Advanced Bio-technology such as the cultivation of plant and animal cells in tissue culture for the production of useful materials such as pharmaceuticals and medical diagnostic antibodies can avoid the need for energy intensive traditional manufacturing techniques, and may offer the possibility of “growing oil” in a bio-reactor using cells rather than whole plants. Similar technology will allow very fast propagation of plants which might otherwise be at risk of extinction, and allow the mass propagation of trees for our silvicultural program. Spinoffs are likely to result in significant profits which can be reinvested in our primary goal of arresting climate change.

Nanbiotech Sector Overview
The role of our Nanbiotech Sector is to use biotechnology such as tissue culture, and genetic engineering to assist with the fight against climate change, and to develop more benign systems for synthesising chemicals such as those used in medication. In some cases, a plant is cultivated for a particular high value chemical produced only in a small part of the plant; for example, in traditional medicine salicylate was extracted from willow bark by using it to make tea.

‘Manipulation of carbon molecules at the nanometer scale is offering the chance of more efficient photovoltaic panels, better catalysts and more efficient ways to store energy.’

If we wanted to make salicylate from willow bark cells, we would cultivate the cells in a fermenter, preferably having first set up conditions, or genetically engineered the cells so that they excrete Salicylate into the culture media. This allows high levels of productivity at low extraction cost. A further advantage being that rare plants are less likely to be overexploited in order to extract medicinal or other high value chemicals. Eventually it may be possible to use either photosynthetic cells in tissue culture, or synthetic chemicals mimicking the photosynthetic process to turn water and CO2 into liquid fuels, directly excreting synthetic petroleum, methanol, ethanol, butanol, or bio-diesel into their culture media. In this way, photosynthesis can produce transport fuels directly at a high level of efficiency.

As we intend to bank a large variety of plant cells for potential future uses, we will as a by product of this storage hold an extensive gene bank of a huge range of species. This will allow for the possibility of propagating rare, endangered, or recently extinct plants to assist with re-establishing the species in the wild.
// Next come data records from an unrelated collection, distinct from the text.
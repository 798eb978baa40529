//! Size presets shared by the field and the data table.

/// Density preset.
///
/// Each component maps the preset to its own spacing: the field changes its
/// padding, the table changes the gaps around the header and between rows.
#[derive(Debug, Clone, Copy, Default, PartialEq, Eq, Hash)]
pub enum Size {
    Small,
    #[default]
    Medium,
    Large,
}

impl Size {
    /// Horizontal padding, in cells, inside a component's chrome.
    pub fn horizontal_padding(self) -> u16 {
        match self {
            Size::Small => 0,
            Size::Medium => 1,
            Size::Large => 2,
        }
    }

    /// Vertical padding, in rows, above and below single-line content.
    pub fn vertical_padding(self) -> u16 {
        match self {
            Size::Small | Size::Medium => 0,
            Size::Large => 1,
        }
    }
}
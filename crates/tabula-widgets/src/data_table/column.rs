//! Column descriptors.

use std::fmt;

use ratatui::layout::{Alignment, Constraint};
use ratatui::text::Line;

use crate::value::{field_or_null, Record, Value};

type CellRenderer<R> = Box<dyn Fn(&Value, &R, usize) -> Line<'static> + Send>;

/// Describes how one column is labeled, sourced, sorted and rendered.
///
/// `key` identifies the column (sort state refers to it) and must be unique
/// within a table; `field` names the record attribute shown in it and
/// defaults to the key.
///
/// ```rust,ignore
/// let columns = vec![
///     Column::new("name", "Name").sortable(),
///     Column::new("age", "Age").sortable().align(Alignment::Right).width(Constraint::Length(5)),
///     Column::new("active", "Active").render(|v, _, _| {
///         if v == &Value::Bool(true) { Line::from("yes".green()) } else { Line::from("no") }
///     }),
/// ];
/// ```
pub struct Column<R> {
    pub key: String,
    pub title: String,
    pub field: String,
    pub sortable: bool,
    pub width: Option<Constraint>,
    pub align: Option<Alignment>,
    renderer: Option<CellRenderer<R>>,
}

impl<R> Column<R> {
    pub fn new(key: impl Into<String>, title: impl Into<String>) -> Self {
        let key = key.into();
        Self {
            field: key.clone(),
            key,
            title: title.into(),
            sortable: false,
            width: None,
            align: None,
            renderer: None,
        }
    }

    /// Read a different record attribute than the key.
    pub fn field(mut self, field: impl Into<String>) -> Self {
        self.field = field.into();
        self
    }

    pub fn sortable(mut self) -> Self {
        self.sortable = true;
        self
    }

    pub fn width(mut self, width: Constraint) -> Self {
        self.width = Some(width);
        self
    }

    pub fn align(mut self, align: Alignment) -> Self {
        self.align = Some(align);
        self
    }

    /// Custom cell content. Receives the raw attribute value, the whole
    /// record and the row's display index.
    pub fn render(
        mut self,
        f: impl Fn(&Value, &R, usize) -> Line<'static> + Send + 'static,
    ) -> Self {
        self.renderer = Some(Box::new(f));
        self
    }

    pub fn has_renderer(&self) -> bool {
        self.renderer.is_some()
    }
}

impl<R: Record> Column<R> {
    /// Cell content for `record` shown at display row `index`.
    pub fn content(&self, record: &R, index: usize) -> Line<'static> {
        let value = field_or_null(record, &self.field);
        let line = match self.renderer {
            Some(ref render) => render(&value, record, index),
            None => Line::raw(value.to_string()),
        };
        match self.align {
            Some(align) => line.alignment(align),
            None => line,
        }
    }
}

impl<R> fmt::Debug for Column<R> {
    fn fmt(&self, f: &mut fmt::Formatter<'_>) -> fmt::Result {
        f.debug_struct("Column")
            .field("key", &self.key)
            .field("title", &self.title)
            .field("field", &self.field)
            .field("sortable", &self.sortable)
            .field("width", &self.width)
            .field("align", &self.align)
            .field("renderer", &self.renderer.is_some())
            .finish()
    }
}
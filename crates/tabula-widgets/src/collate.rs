//! Locale-style string ordering.
//!
//! Plain `str::cmp` orders by code point, which puts every uppercase letter
//! before every lowercase one, sends accented letters after `z` and
//! scatters punctuation between digits and letters. Users expect dictionary
//! order instead. [`locale_cmp`] follows the shape of the Unicode root
//! collation, working on the canonical decomposition (NFD) of each string:
//!
//! 1. primary: character class (whitespace, punctuation and symbols, digits,
//!    letters), then the case-folded base letter with accents stripped;
//! 2. secondary: at the first letter differing only by accent, the
//!    unaccented one sorts first;
//! 3. tertiary: at the first position differing only by case, lowercase
//!    sorts first;
//! 4. byte order as the final tie-break, so the order is total.

use std::cmp::Ordering;

use unicode_normalization::char::is_combining_mark;
use unicode_normalization::UnicodeNormalization;

#[derive(Debug, Clone, Copy, PartialEq, Eq, PartialOrd, Ord)]
enum Class {
    Space,
    Symbol,
    Digit,
    Letter,
}

fn class(c: char) -> Class {
    if c.is_whitespace() {
        Class::Space
    } else if c.is_numeric() {
        Class::Digit
    } else if c.is_alphabetic() {
        Class::Letter
    } else {
        Class::Symbol
    }
}

fn fold(c: char) -> char {
    c.to_lowercase().next().unwrap_or(c)
}

fn primary(a: char, b: char) -> Ordering {
    class(a).cmp(&class(b)).then_with(|| fold(a).cmp(&fold(b)))
}

/// A base character and the combining marks that follow it.
struct Unit {
    base: char,
    marks: Vec<char>,
}

fn units(s: &str) -> Vec<Unit> {
    let mut out: Vec<Unit> = Vec::new();
    for c in s.nfd() {
        match out.last_mut() {
            Some(unit) if is_combining_mark(c) => unit.marks.push(c),
            _ => out.push(Unit {
                base: c,
                marks: Vec::new(),
            }),
        }
    }
    out
}

/// Compare two strings in dictionary order.
///
/// ```
/// use std::cmp::Ordering;
/// use tabula_widgets::collate::locale_cmp;
///
/// assert_eq!(locale_cmp("apple", "Banana"), Ordering::Less);
/// assert_eq!(locale_cmp("ann", "Ann"), Ordering::Less);
/// assert_eq!(locale_cmp("Émile", "eve"), Ordering::Less);
/// ```
pub fn locale_cmp(a: &str, b: &str) -> Ordering {
    let (ua, ub) = (units(a), units(b));

    let by_primary = ua
        .iter()
        .zip(&ub)
        .map(|(x, y)| primary(x.base, y.base))
        .find(|o| o.is_ne())
        .unwrap_or_else(|| ua.len().cmp(&ub.len()));
    if by_primary.is_ne() {
        return by_primary;
    }

    // Same length and same folded bases from here on.
    let by_accent = ua
        .iter()
        .zip(&ub)
        .map(|(x, y)| x.marks.cmp(&y.marks))
        .find(|o| o.is_ne())
        .unwrap_or(Ordering::Equal);
    if by_accent.is_ne() {
        return by_accent;
    }

    let by_case = ua
        .iter()
        .zip(&ub)
        .find(|(x, y)| x.base != y.base)
        .map_or(Ordering::Equal, |(x, y)| {
            y.base.is_lowercase().cmp(&x.base.is_lowercase())
        });

    by_case.then_with(|| a.cmp(b))
}

#[cfg(test)]
mod tests {
    use super::*;

    fn sorted(mut v: Vec<&str>) -> Vec<&str> {
        v.sort_by(|a, b| locale_cmp(a, b));
        v
    }

    #[test]
    fn case_does_not_split_the_alphabet() {
        assert_eq!(
            sorted(vec!["banana", "Cherry", "apple", "Banana"]),
            vec!["apple", "banana", "Banana", "Cherry"]
        );
    }

    #[test]
    fn prefix_sorts_first() {
        assert_eq!(locale_cmp("Ann", "Anna"), Ordering::Less);
        assert_eq!(locale_cmp("Anna", "Ann"), Ordering::Greater);
    }

    #[test]
    fn punctuation_then_digits_then_letters() {
        assert_eq!(sorted(vec!["b", "1", "_x", "a"]), vec!["_x", "1", "a", "b"]);
    }

    #[test]
    fn non_ascii_letters_fold_case() {
        assert_eq!(locale_cmp("émile", "Émile"), Ordering::Less);
    }

    #[test]
    fn accented_letters_sort_with_their_base_letter() {
        assert_eq!(
            sorted(vec!["Zoe", "Émile", "Adam", "eve"]),
            vec!["Adam", "Émile", "eve", "Zoe"]
        );
        assert_eq!(
            sorted(vec!["resume", "résumé", "rest", "Resume"]),
            vec!["rest", "resume", "Resume", "résumé"]
        );
    }

    #[test]
    fn accent_outranks_case() {
        assert_eq!(locale_cmp("emile", "Émile"), Ordering::Less);
        assert_eq!(locale_cmp("Emile", "émile"), Ordering::Less);
    }

    #[test]
    fn precomposed_and_decomposed_forms_tie_on_letters() {
        // U+00E9 versus e + U+0301: only the byte tie-break separates them.
        assert_ne!(locale_cmp("caf\u{e9}", "cafe\u{301}"), Ordering::Equal);
        assert_eq!(locale_cmp("caf\u{e9}", "cafd"), Ordering::Greater);
        assert_eq!(locale_cmp("caf\u{e9}", "caff"), Ordering::Less);
    }

    #[test]
    fn equal_strings_are_equal() {
        assert_eq!(locale_cmp("Bob", "Bob"), Ordering::Equal);
        assert_eq!(locale_cmp("", ""), Ordering::Equal);
    }
}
Our technologies will be useful in the bio-remediation of contaminated land, and to the destruction of a wide range of dangerous chemicals. These techniques will also be applicable for producing food in areas where the climate is not very conducive to traditional agriculture. Our Nanbiotech Sector will also carry out research into novel applications for C60, otherwise known as Buckmaster Fullerene, and the closely related buckytubes.

These are forms of carbon which can be adjusted for very useful properties such as strength and stiffness greater than carbon fibre, novel catalysts, materials for storing hydrogen, materials for ultra capacitors with energy storage similar to a lithium-ion battery for far greater power and efficiency and an indefinite life, and new high efficiency photovoltaic materials suitable for printing onto a variety of substrates. These technologies are only a few of the applications which can be currently projected, however, progress in the area is rapid, and a great many new applications are sure to emerge.